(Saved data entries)
**********
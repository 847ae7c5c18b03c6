// Copyright (c) 2025-2026 Adrian Robinson. Licensed under the AGPL-3.0.
// See LICENSE file in the project root for full license text.

//! Bounded retry with exponential backoff for store connections and queries.
//!
//! Sync cycles against the registry are never retried here; a failed cycle
//! is simply repeated on the next tick. This helper only smooths over
//! transient database hiccups.
//!
//! # Example
//!
//! ```
//! use allowlist_sync::RetryConfig;
//!
//! // Startup: fail fast on bad config
//! assert_eq!(RetryConfig::startup().max_retries, 5);
//!
//! // Query: quick retry, then let the caller log and move on
//! assert_eq!(RetryConfig::query().max_retries, 3);
//! ```

use std::future::Future;
use std::time::Duration;

use tokio::time::sleep;
use tracing::{info, warn};

/// Backoff schedule for [`retry`].
#[derive(Debug, Clone)]
pub struct RetryConfig {
    pub initial_delay: Duration,
    pub max_delay: Duration,
    pub factor: f64,
    /// Total attempts, including the first one.
    pub max_retries: usize,
}

impl Default for RetryConfig {
    fn default() -> Self {
        Self::query()
    }
}

impl RetryConfig {
    /// Connection and schema setup: 5 attempts, roughly 3 seconds in total.
    #[must_use]
    pub fn startup() -> Self {
        Self {
            max_retries: 5,
            initial_delay: Duration::from_millis(200),
            max_delay: Duration::from_secs(2),
            factor: 2.0,
        }
    }

    /// Individual reads: 3 quick attempts.
    #[must_use]
    pub fn query() -> Self {
        Self {
            max_retries: 3,
            initial_delay: Duration::from_millis(100),
            max_delay: Duration::from_secs(1),
            factor: 2.0,
        }
    }

    /// Delay to wait after `attempt` failures (1-indexed).
    #[must_use]
    pub fn delay_after(&self, attempt: usize) -> Duration {
        let mut delay = self.initial_delay;
        for _ in 1..attempt {
            delay = delay.mul_f64(self.factor).min(self.max_delay);
        }
        delay
    }
}

pub async fn retry<F, Fut, T, E>(operation_name: &str, config: &RetryConfig, mut operation: F) -> Result<T, E>
where
    F: FnMut() -> Fut,
    Fut: Future<Output = Result<T, E>>,
    E: std::fmt::Display,
{
    let mut attempts = 0;

    loop {
        match operation().await {
            Ok(val) => {
                if attempts > 0 {
                    info!(operation = operation_name, retries = attempts, "Operation succeeded after retry");
                }
                return Ok(val);
            }
            Err(err) => {
                attempts += 1;
                if attempts >= config.max_retries {
                    return Err(err);
                }

                let delay = config.delay_after(attempts);
                warn!(
                    operation = operation_name,
                    attempt = attempts,
                    max = config.max_retries,
                    error = %err,
                    ?delay,
                    "Operation failed, retrying"
                );
                sleep(delay).await;
            }
        }
    }
}

#[cfg(test)]
mod tests {
    use super::*;
    use std::sync::atomic::{AtomicUsize, Ordering};
    use std::sync::Arc;

    fn fast() -> RetryConfig {
        RetryConfig {
            max_retries: 3,
            initial_delay: Duration::from_millis(1),
            max_delay: Duration::from_millis(10),
            factor: 2.0,
        }
    }

    #[tokio::test]
    async fn test_retry_succeeds_first_try() {
        let result: Result<i32, String> = retry("test_op", &fast(), || async { Ok(42) }).await;
        assert_eq!(result.unwrap(), 42);
    }

    #[tokio::test]
    async fn test_retry_succeeds_after_failures() {
        let attempts = Arc::new(AtomicUsize::new(0));

        let result: Result<i32, String> = retry("test_op", &fast(), || {
            let a = attempts.clone();
            async move {
                let count = a.fetch_add(1, Ordering::SeqCst) + 1;
                if count < 3 {
                    Err(format!("fail {}", count))
                } else {
                    Ok(42)
                }
            }
        })
        .await;

        assert_eq!(result.unwrap(), 42);
        assert_eq!(attempts.load(Ordering::SeqCst), 3);
    }

    #[tokio::test]
    async fn test_retry_gives_up_after_max_attempts() {
        let attempts = Arc::new(AtomicUsize::new(0));

        let result: Result<i32, String> = retry("test_op", &fast(), || {
            let a = attempts.clone();
            async move {
                a.fetch_add(1, Ordering::SeqCst);
                Err("always fail".to_string())
            }
        })
        .await;

        assert_eq!(result.unwrap_err(), "always fail");
        assert_eq!(attempts.load(Ordering::SeqCst), 3);
    }

    #[test]
    fn test_backoff_doubles_then_caps() {
        let config = RetryConfig {
            initial_delay: Duration::from_millis(100),
            max_delay: Duration::from_millis(300),
            factor: 2.0,
            max_retries: 5,
        };

        assert_eq!(config.delay_after(1), Duration::from_millis(100));
        assert_eq!(config.delay_after(2), Duration::from_millis(200));
        assert_eq!(config.delay_after(3), Duration::from_millis(300));
        assert_eq!(config.delay_after(4), Duration::from_millis(300));
    }
}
**********
What you give back should match the entries above exactly.

Exercise response -
repository 847ae7c5c18b03c6
// Copyright (c) 2025-2026 Adrian Robinson. Licensed under the AGPL-3.0.
// See LICENSE file in the project root for full license text.

//! Bounded retry with exponential backoff for store connections and queries.
//!
//! Sync cycles against the registry are never retried here; a failed cycle
//! is simply repeated on the next tick. This helper only smooths over
//! transient database hiccups.
//!
//! # Example
//!
//! ```
//! use allowlist_sync::RetryConfig;
//!
//! // Startup: fail fast on bad config
//! assert_eq!(RetryConfig::startup().max_retries, 5);
//!
//! // Query: quick retry, then let the caller log and move on
//! assert_eq!(RetryConfig::query().max_retries, 3);
//! ```

use std::future::Future;
use std::time::Duration;

use tokio::time::sleep;
use tracing::{info, warn};

/// Backoff schedule for [`retry`].
#[derive(Debug, Clone)]
pub struct RetryConfig {
    pub initial_delay: Duration,
    pub max_delay: Duration,
    pub factor: f64,
    /// Total attempts, including the first one.
    pub max_retries: usize,
}

impl Default for RetryConfig {
    fn default() -> Self {
        Self::query()
    }
}

impl RetryConfig {
    /// Connection and schema setup: 5 attempts, roughly 3 seconds in total.
    #[must_use]
    pub fn startup() -> Self {
        Self {
            max_retries: 5,
            initial_delay: Duration::from_millis(200),
            max_delay: Duration::from_secs(2),
            factor: 2.0,
        }
    }

    /// Individual reads: 3 quick attempts.
    #[must_use]
    pub fn query() -> Self {
        Self {
            max_retries: 3,
            initial_delay: Duration::from_millis(100),
            max_delay: Duration::from_secs(1),
            factor: 2.0,
        }
    }

    /// Delay to wait after `attempt` failures (1-indexed).
    #[must_use]
    pub fn delay_after(&self, attempt: usize) -> Duration {
        let mut delay = self.initial_delay;
        for _ in 1..attempt {
            delay = delay.mul_f64(self.factor).min(self.max_delay);
        }
        delay
    }
}

pub async fn retry<F, Fut, T, E>(operation_name: &str, config: &RetryConfig, mut operation: F) -> Result<T, E>
where
    F: FnMut() -> Fut,
    Fut: Future<Output = Result<T, E>>,
    E: std::fmt::Display,
{
    let mut attempts = 0;

    loop {
        match operation().await {
            Ok(val) => {
                if attempts > 0 {
                    info!(operation = operation_name, retries = attempts, "Operation succeeded after retry");
                }
                return Ok(val);
            }
            Err(err) => {
                attempts += 1;
                if attempts >= config.max_retries {
                    return Err(err);
                }

                let delay = config.delay_after(attempts);
                warn!(
                    operation = operation_name,
                    attempt = attempts,
                    max = config.max_retries,
                    error = %err,
                    ?delay,
                    "Operation failed, retrying"
                );
                sleep(delay).await;
            }
        }
    }
}

#[cfg(test)]
mod tests {
    use super::*;
    use std::sync::atomic::{AtomicUsize, Ordering};
    use std::sync::Arc;

    fn fast() -> RetryConfig {
        RetryConfig {
            max_retries: 3,
            initial_delay: Duration::from_millis(1),
            max_delay: Duration::from_millis(10),
            factor: 2.0,
        }
    }

    #[tokio::test]
    async fn test_retry_succeeds_first_try() {
        let result: Result<i32, String> = retry("test_op", &fast(), || async { Ok(42) }).await;
        assert_eq!(result.unwrap(), 42);
    }

    #[tokio::test]
    async fn test_retry_succeeds_after_failures() {
        let attempts = Arc::new(AtomicUsize::new(0));

        let result: Result<i32, String> = retry("test_op", &fast(), || {
            let a = attempts.clone();
            async move {
                let count = a.fetch_add(1, Ordering::SeqCst) + 1;
                if count < 3 {
                    Err(format!("fail {}", count))
                } else {
                    Ok(42)
                }
            }
        })
        .await;

        assert_eq!(result.unwrap(), 42);
        assert_eq!(attempts.load(Ordering::SeqCst), 3);
    }

    #[tokio::test]
    async fn test_retry_gives_up_after_max_attempts() {
        let attempts = Arc::new(AtomicUsize::new(0));

        let result: Result<i32, String> = retry("test_op", &fast(), || {
            let a = attempts.clone();
            async move {
                a.fetch_add(1, Ordering::SeqCst);
                Err("always fail".to_string())
            }
        })
        .await;

        assert_eq!(result.unwrap_err(), "always fail");
        assert_eq!(attempts.load(Ordering::SeqCst), 3);
    }

    #[test]
    fn test_backoff_doubles_then_caps() {
        let config = RetryConfig {
            initial_delay: Duration::from_millis(100),
            max_delay: Duration::from_millis(300),
            factor: 2.0,
            max_retries: 5,
        };

        assert_eq!(config.delay_after(1), Duration::from_millis(100));
        assert_eq!(config.delay_after(2), Duration::from_millis(200));
        assert_eq!(config.delay_after(3), Duration::from_millis(300));
        assert_eq!(config.delay_after(4), Duration::from_millis(300));
    }
}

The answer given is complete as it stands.